- **PROBLEM TO WORK ON**
Go through the data below and return each line where the string "static" occurs.
#####
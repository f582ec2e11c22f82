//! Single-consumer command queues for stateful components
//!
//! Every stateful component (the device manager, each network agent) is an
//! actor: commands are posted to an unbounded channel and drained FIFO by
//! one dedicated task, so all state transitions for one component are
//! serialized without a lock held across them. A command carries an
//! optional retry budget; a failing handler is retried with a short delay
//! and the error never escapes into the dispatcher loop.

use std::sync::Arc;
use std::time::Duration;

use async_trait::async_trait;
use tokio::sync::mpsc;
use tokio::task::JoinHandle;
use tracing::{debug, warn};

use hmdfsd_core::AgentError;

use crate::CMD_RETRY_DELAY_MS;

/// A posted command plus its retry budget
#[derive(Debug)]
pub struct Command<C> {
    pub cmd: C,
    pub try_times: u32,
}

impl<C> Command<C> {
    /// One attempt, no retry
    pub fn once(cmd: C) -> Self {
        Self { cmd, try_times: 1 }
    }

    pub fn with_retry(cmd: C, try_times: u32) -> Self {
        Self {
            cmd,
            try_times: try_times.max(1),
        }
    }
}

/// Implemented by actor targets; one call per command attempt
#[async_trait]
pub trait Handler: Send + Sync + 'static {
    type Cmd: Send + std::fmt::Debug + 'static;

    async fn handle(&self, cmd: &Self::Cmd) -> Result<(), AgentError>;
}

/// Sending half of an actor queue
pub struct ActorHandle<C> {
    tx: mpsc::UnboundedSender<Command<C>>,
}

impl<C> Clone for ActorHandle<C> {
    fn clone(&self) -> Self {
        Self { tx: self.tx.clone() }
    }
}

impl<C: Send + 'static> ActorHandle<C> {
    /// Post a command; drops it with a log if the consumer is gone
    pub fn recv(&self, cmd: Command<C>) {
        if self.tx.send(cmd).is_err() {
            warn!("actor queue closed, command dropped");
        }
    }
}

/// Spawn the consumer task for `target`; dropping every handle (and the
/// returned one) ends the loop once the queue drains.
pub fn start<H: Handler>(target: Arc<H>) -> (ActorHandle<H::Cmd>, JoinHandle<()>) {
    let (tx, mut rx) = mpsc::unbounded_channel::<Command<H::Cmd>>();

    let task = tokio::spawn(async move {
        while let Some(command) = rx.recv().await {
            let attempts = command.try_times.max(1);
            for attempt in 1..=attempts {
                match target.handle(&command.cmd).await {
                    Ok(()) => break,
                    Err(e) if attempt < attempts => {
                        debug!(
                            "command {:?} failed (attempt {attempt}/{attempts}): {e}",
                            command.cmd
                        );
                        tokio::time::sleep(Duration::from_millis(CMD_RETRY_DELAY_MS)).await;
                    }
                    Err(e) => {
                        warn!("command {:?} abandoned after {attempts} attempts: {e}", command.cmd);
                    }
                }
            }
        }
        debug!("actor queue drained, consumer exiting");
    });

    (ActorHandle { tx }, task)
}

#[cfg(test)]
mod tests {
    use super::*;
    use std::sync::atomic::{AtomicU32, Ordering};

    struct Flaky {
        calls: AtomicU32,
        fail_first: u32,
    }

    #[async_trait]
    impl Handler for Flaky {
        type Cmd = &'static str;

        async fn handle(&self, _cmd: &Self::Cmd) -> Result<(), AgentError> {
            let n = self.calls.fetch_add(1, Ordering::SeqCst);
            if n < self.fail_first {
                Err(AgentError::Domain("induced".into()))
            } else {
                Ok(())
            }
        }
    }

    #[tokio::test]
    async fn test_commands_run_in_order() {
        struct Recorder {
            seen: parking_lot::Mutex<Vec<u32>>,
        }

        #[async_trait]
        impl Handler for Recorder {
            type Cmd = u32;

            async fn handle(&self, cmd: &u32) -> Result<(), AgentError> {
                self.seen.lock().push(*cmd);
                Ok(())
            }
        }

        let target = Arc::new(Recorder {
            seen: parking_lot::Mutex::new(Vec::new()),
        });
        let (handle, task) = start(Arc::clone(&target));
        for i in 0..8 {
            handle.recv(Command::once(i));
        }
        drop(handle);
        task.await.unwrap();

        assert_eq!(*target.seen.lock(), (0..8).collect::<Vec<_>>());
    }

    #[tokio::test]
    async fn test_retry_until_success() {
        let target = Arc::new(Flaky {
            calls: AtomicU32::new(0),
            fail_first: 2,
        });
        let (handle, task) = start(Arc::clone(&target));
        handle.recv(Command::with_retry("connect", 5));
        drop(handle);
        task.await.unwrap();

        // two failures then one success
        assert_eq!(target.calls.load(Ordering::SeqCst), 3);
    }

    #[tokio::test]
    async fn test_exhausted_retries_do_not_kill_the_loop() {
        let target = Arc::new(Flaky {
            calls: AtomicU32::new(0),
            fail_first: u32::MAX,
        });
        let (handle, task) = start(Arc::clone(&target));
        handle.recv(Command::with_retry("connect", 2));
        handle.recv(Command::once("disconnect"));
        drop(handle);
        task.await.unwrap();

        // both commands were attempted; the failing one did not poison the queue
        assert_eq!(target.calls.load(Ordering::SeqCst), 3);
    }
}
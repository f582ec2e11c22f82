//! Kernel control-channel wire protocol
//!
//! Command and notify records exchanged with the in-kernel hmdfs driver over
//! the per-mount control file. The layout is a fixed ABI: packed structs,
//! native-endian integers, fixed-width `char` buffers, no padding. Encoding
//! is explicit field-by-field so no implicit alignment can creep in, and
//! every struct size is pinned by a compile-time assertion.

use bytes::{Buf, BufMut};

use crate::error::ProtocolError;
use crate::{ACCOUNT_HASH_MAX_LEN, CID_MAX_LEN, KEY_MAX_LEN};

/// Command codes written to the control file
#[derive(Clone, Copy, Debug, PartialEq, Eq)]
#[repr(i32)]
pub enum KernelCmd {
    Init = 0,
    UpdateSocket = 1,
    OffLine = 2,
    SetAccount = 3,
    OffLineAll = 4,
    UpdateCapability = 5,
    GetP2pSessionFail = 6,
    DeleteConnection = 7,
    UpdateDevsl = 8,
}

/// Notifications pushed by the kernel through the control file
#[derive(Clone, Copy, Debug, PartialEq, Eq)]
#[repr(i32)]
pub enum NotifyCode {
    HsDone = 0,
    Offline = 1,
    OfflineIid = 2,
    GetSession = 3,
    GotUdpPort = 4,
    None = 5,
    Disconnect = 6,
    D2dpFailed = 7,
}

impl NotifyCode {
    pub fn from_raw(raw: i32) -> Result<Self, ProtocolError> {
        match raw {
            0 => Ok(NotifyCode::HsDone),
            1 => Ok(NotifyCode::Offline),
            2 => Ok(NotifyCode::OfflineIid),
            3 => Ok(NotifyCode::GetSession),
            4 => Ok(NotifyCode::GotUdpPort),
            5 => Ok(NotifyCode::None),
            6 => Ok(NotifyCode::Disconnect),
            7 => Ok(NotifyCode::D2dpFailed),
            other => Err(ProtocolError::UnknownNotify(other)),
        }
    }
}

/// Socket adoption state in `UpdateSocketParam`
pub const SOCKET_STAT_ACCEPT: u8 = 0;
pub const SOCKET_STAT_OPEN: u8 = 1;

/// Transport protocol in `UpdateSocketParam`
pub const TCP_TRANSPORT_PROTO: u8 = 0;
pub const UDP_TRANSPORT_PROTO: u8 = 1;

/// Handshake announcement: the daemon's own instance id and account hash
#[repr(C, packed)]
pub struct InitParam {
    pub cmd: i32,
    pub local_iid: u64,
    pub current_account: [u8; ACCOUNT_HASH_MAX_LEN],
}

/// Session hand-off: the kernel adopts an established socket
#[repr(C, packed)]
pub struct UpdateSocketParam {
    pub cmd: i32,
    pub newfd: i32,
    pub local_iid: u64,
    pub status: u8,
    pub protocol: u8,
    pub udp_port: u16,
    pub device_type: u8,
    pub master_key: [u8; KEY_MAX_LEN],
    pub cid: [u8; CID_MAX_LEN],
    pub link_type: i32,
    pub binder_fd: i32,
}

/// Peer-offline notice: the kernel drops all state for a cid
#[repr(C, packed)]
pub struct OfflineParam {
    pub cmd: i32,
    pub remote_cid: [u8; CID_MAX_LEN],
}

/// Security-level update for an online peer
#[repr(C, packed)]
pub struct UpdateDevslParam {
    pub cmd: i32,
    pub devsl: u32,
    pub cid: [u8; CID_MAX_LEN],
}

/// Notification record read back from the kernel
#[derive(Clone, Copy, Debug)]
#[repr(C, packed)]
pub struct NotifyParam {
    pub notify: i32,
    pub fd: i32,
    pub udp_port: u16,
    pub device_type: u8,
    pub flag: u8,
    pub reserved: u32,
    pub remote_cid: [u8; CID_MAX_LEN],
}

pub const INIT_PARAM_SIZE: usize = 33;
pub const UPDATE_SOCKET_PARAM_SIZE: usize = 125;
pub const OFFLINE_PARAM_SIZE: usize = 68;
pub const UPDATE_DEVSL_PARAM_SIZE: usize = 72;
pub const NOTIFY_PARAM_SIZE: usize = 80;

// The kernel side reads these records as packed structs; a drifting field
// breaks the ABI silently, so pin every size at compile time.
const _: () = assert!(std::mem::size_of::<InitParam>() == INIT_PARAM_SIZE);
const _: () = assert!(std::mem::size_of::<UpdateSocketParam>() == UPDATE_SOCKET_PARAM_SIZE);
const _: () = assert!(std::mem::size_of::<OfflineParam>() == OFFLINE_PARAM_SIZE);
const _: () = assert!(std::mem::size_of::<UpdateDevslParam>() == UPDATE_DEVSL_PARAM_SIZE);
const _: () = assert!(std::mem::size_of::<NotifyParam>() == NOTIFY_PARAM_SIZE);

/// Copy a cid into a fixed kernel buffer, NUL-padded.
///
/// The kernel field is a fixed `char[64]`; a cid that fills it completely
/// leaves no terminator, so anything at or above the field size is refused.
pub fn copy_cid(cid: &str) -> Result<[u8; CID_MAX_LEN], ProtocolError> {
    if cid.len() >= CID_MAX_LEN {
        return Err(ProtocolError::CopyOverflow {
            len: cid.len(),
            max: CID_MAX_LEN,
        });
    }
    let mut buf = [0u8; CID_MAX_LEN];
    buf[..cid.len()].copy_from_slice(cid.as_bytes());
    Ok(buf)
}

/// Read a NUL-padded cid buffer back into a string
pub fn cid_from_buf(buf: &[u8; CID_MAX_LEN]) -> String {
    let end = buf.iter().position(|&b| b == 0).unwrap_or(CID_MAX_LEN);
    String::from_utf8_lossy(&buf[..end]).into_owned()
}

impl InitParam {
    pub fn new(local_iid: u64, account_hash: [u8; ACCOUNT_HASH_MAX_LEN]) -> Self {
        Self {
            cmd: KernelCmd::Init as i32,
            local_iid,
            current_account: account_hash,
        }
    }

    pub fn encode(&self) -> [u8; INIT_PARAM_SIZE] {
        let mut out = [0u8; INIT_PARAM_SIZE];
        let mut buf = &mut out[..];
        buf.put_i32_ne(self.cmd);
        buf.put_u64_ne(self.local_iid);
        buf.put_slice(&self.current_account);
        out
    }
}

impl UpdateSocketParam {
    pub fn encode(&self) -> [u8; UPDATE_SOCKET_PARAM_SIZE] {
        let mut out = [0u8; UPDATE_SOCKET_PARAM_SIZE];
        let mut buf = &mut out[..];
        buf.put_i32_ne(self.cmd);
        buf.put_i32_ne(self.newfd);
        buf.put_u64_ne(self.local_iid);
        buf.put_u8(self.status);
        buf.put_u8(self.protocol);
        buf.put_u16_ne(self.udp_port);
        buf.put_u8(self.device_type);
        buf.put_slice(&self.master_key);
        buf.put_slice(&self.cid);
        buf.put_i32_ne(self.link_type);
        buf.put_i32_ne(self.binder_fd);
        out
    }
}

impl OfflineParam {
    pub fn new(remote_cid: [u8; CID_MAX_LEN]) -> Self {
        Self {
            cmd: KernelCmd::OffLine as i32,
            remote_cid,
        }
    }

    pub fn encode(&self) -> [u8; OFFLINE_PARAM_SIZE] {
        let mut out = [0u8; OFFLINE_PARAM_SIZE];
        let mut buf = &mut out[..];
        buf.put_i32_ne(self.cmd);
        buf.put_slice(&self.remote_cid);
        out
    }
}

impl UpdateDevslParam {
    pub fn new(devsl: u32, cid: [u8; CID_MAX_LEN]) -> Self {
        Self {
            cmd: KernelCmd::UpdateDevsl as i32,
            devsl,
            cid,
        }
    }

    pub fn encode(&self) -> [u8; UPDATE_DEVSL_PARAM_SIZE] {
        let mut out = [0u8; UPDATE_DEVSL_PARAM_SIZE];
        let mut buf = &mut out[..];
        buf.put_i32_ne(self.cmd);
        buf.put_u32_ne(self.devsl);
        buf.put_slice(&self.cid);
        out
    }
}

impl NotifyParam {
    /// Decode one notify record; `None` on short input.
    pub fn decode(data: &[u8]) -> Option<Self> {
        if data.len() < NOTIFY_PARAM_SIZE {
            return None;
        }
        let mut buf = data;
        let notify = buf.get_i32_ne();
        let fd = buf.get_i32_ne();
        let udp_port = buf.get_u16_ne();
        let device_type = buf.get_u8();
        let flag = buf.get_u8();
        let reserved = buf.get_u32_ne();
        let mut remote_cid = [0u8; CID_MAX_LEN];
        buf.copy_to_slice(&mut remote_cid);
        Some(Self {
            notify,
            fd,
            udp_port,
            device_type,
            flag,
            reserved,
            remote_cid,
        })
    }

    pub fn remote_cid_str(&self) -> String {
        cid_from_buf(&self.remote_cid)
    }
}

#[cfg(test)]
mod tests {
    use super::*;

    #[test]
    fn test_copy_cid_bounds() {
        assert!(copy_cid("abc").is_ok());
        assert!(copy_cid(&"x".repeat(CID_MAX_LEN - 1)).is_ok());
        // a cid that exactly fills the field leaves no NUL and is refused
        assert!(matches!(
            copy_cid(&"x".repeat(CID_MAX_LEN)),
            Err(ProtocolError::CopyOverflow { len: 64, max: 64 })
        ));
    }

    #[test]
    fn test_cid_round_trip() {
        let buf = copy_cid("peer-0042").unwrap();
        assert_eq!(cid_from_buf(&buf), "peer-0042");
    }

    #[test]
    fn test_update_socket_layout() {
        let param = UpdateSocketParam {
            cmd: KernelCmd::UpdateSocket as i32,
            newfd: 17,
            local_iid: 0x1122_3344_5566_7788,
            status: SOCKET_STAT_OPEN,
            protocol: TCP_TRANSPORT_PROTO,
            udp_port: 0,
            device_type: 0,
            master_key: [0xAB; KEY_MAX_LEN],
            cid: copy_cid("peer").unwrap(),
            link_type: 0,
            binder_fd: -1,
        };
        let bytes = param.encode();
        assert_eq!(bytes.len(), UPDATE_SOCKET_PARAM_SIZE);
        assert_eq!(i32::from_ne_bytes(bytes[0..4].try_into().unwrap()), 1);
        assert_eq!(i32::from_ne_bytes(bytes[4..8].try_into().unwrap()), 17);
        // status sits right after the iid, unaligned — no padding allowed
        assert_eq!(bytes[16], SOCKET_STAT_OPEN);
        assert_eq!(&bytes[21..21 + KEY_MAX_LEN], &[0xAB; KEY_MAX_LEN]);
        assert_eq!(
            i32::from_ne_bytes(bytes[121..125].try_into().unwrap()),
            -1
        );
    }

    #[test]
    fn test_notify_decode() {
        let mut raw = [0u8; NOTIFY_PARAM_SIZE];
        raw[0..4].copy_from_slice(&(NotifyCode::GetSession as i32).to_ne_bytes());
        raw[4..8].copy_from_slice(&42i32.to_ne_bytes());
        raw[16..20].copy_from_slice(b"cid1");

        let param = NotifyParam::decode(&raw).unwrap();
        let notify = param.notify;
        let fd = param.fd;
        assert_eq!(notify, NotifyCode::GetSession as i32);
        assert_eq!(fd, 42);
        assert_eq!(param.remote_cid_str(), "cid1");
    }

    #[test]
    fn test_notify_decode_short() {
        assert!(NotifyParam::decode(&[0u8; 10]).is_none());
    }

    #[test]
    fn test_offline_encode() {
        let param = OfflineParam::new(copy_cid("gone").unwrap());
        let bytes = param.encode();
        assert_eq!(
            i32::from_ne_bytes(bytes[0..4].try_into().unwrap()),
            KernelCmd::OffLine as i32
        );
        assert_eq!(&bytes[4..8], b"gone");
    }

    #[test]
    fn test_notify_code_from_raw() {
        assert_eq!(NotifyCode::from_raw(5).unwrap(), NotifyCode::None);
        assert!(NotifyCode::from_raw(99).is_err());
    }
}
#####
- **THE COMPLETED TASK**
pub trait Handler: Send + Sync + 'static {
    type Cmd: Send + std::fmt::Debug + 'static;
impl<C: Send + 'static> ActorHandle<C> {
        type Cmd = &'static str;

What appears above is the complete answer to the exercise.